O cirurgião gastrointestinal Lucas Nacif, membro do Colégio Brasileiro de Cirurgia Digestiva, alerta que o rastreio pode evitar a evolução da doença. “O diagnóstico precoce começa com a análise da história de vida e exames físicos, além de testes de sangue oculto nas fezes e colonoscopia. Quando há casos na família ou doenças inflamatórias como Crohn, a atenção deve ser redobrada”, explica.
O câncer de cólon e reto geralmente se desenvolve a partir de lesões benignas, como pólipos, o que aumenta a importância do monitoramento. Além da predisposição genética, fatores como sedentarismo, má alimentação, obesidade, álcool, tabagismo e consumo de alimentos ultraprocessados elevam o risco da doença.

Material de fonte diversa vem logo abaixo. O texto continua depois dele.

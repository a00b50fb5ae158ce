use serde::{Deserialize, Serialize};

/// What extraction does once an entry fails verification. There is no
/// default: the caller has to pick one.
#[derive(Clone, Copy, Debug, PartialEq, Eq, Serialize, Deserialize)]
#[serde(rename_all = "kebab-case")]
pub enum FailureMode {
    /// Materialize every entry that verifies; report the rest.
    BestEffort,
    /// Verify every requested entry first; materialize nothing if any fails.
    /// A write failure after that rolls back what the sink created.
    AllOrNothing,
}

#[derive(Clone, Debug, PartialEq, Eq, Serialize, Deserialize)]
pub struct Policy {
    pub failure_mode: FailureMode,
    /// When false, symlink entries are reported as failed instead of created.
    #[serde(default = "default_true")]
    pub allow_symlinks: bool,
}

impl Policy {
    pub fn new(failure_mode: FailureMode) -> Self {
        Self {
            failure_mode,
            allow_symlinks: true,
        }
    }
}

fn default_true() -> bool {
    true
}

/// Bounds applied while parsing an untrusted manifest.
#[derive(Clone, Debug, Default, PartialEq, Eq, Serialize, Deserialize)]
#[serde(default)]
pub struct Limits {
    pub max_entries: Option<u64>,
    /// Upper bound on the sum of all entry sizes.
    pub max_uncompressed: Option<u64>,
}
mod common;

use ata_core::entry::{MemoryNode, SourceEntry};
use ata_core::{FailureMode, list::list_from, policy::Limits};
use common::*;
use proptest::prelude::*;
use std::io::Cursor;

fn varied_tree() -> Vec<SourceEntry> {
    vec![
        SourceEntry::dir(p("root")).with_mode(0o750).with_mtime(1_700_000_000),
        SourceEntry::file_from_bytes(p("root/empty"), Vec::new()),
        SourceEntry::file_from_bytes(p("root/exact"), noise(4096, 1)).with_mode(0o600),
        SourceEntry::file_from_bytes(p("root/plus_one"), noise(4097, 2)),
        SourceEntry::dir(p("root/a")),
        SourceEntry::dir(p("root/a/b")),
        SourceEntry::dir(p("root/a/b/c")),
        SourceEntry::file_from_bytes(p("root/a/b/c/deep.txt"), b"deep".to_vec()).with_mode(0o755),
        SourceEntry::symlink(p("root/link"), "a/b/c/deep.txt"),
    ]
}

fn check_varied(sink: &ata_core::entry::MemorySink) {
    assert_eq!(sink.file("root/empty"), Some(&[][..]));
    assert_eq!(sink.file("root/exact"), Some(&noise(4096, 1)[..]));
    assert_eq!(sink.file("root/plus_one"), Some(&noise(4097, 2)[..]));
    assert_eq!(sink.file("root/a/b/c/deep.txt"), Some(&b"deep"[..]));
    assert_eq!(
        sink.nodes.get("root/link"),
        Some(&MemoryNode::Symlink {
            target: "a/b/c/deep.txt".into()
        })
    );
    assert_eq!(sink.nodes.get("root"), Some(&MemoryNode::Dir { mode: 0o750 }));
    match sink.nodes.get("root/exact") {
        Some(MemoryNode::File { mode, .. }) => assert_eq!(*mode, 0o600),
        other => panic!("unexpected {other:?}"),
    }
}

#[test]
fn plain_roundtrip_single_and_multi_worker() {
    for workers in [1, 4] {
        let bytes = build(varied_tree(), &opts(workers, 1024), None);
        let (report, sink) = extract_all(bytes, None, FailureMode::BestEffort);
        assert!(report.is_success());
        check_varied(&sink);
    }
}

#[test]
fn encrypted_roundtrip() {
    let bytes = build(varied_tree(), &encrypted(3, 1000), Some("pw"));
    let (report, sink) = extract_all(bytes, Some("pw"), FailureMode::AllOrNothing);
    assert!(report.is_success());
    assert!(report.materialized);
    check_varied(&sink);
}

#[test]
fn stored_codec_roundtrip() {
    let mut o = opts(2, 512);
    o.compression.codec = ata_core::codec::CodecId::None;
    let bytes = build(varied_tree(), &o, None);
    let (report, sink) = extract_all(bytes, None, FailureMode::BestEffort);
    assert!(report.is_success());
    check_varied(&sink);
}

#[test]
fn output_is_identical_across_worker_counts() {
    let one = build(varied_tree(), &encrypted(1, 700), Some("k"));
    let many = build(varied_tree(), &encrypted(4, 700), Some("k"));
    assert_eq!(one, many);

    let one = build(varied_tree(), &opts(1, 333), None);
    let many = build(varied_tree(), &opts(6, 333), None);
    assert_eq!(one, many);
}

#[test]
fn deterministic_mode_zeroes_mtimes() {
    let mut o = opts(2, 1024);
    o.deterministic = true;
    let bytes = build(varied_tree(), &o, None);
    let listing = list_from(Cursor::new(bytes), &Limits::default()).unwrap();
    assert!(listing.entries.iter().all(|e| e.mtime == 0));
}

#[test]
fn listing_is_idempotent_and_needs_no_passphrase() {
    let bytes = build(small_tree(), &encrypted(2, 64 * 1024), Some("secret"));
    let first = list_from(Cursor::new(bytes.clone()), &Limits::default()).unwrap();
    let second = list_from(Cursor::new(bytes), &Limits::default()).unwrap();
    assert_eq!(first.entries, second.entries);
    assert!(first.encrypted);
    assert!(first.complete);
    let names: Vec<&str> = first.entries.iter().map(|e| e.path.as_str()).collect();
    assert_eq!(names, ["a.txt", "dir", "dir/b.bin"]);
    assert_eq!(first.stats.files, 2);
    assert_eq!(first.stats.logical_bytes, 6 + 300_000);
}

#[test]
fn limits_reject_oversized_manifests() {
    let bytes = build(varied_tree(), &opts(1, 1024), None);
    let limits = Limits {
        max_entries: Some(3),
        max_uncompressed: None,
    };
    assert!(matches!(
        list_from(Cursor::new(bytes.clone()), &limits),
        Err(ata_core::AtaError::LimitExceeded(_))
    ));
    let limits = Limits {
        max_entries: None,
        max_uncompressed: Some(100),
    };
    assert!(matches!(
        list_from(Cursor::new(bytes), &limits),
        Err(ata_core::AtaError::LimitExceeded(_))
    ));
}

proptest! {
    #![proptest_config(ProptestConfig::with_cases(24))]

    #[test]
    fn arbitrary_files_roundtrip(
        files in proptest::collection::vec(proptest::collection::vec(any::<u8>(), 0..3000), 0..8),
        chunk_size in 1usize..2048,
        workers in 1usize..5,
    ) {
        let src: Vec<SourceEntry> = files
            .iter()
            .enumerate()
            .map(|(i, data)| SourceEntry::file_from_bytes(p(&format!("f{i}")), data.clone()))
            .collect();
        let bytes = build(src, &opts(workers, chunk_size), None);
        let (report, sink) = extract_all(bytes, None, FailureMode::BestEffort);
        prop_assert!(report.is_success());
        prop_assert_eq!(sink.nodes.len(), files.len());
        for (i, data) in files.iter().enumerate() {
            prop_assert_eq!(sink.file(&format!("f{i}")), Some(&data[..]));
        }
    }
}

Nacif ainda destaca a resistência cultural de muitos pacientes em procurar avaliação precoce. “O exame físico pode envolver o toque retal, o que causa receio em algumas pessoas. Mas é um procedimento técnico e fundamental. Não devemos esperar os sintomas, como sangue nas fezes, dor abdominal, diarreia ou prisão de ventre, porque quando eles surgem, muitas vezes o tumor já está em estágio avançado”, alerta o médico.
O especialista reforça que a prevenção e o diagnóstico precoce são as armas mais eficazes contra o câncer de intestino, que na maioria dos casos pode ser tratado com sucesso se descoberto no início.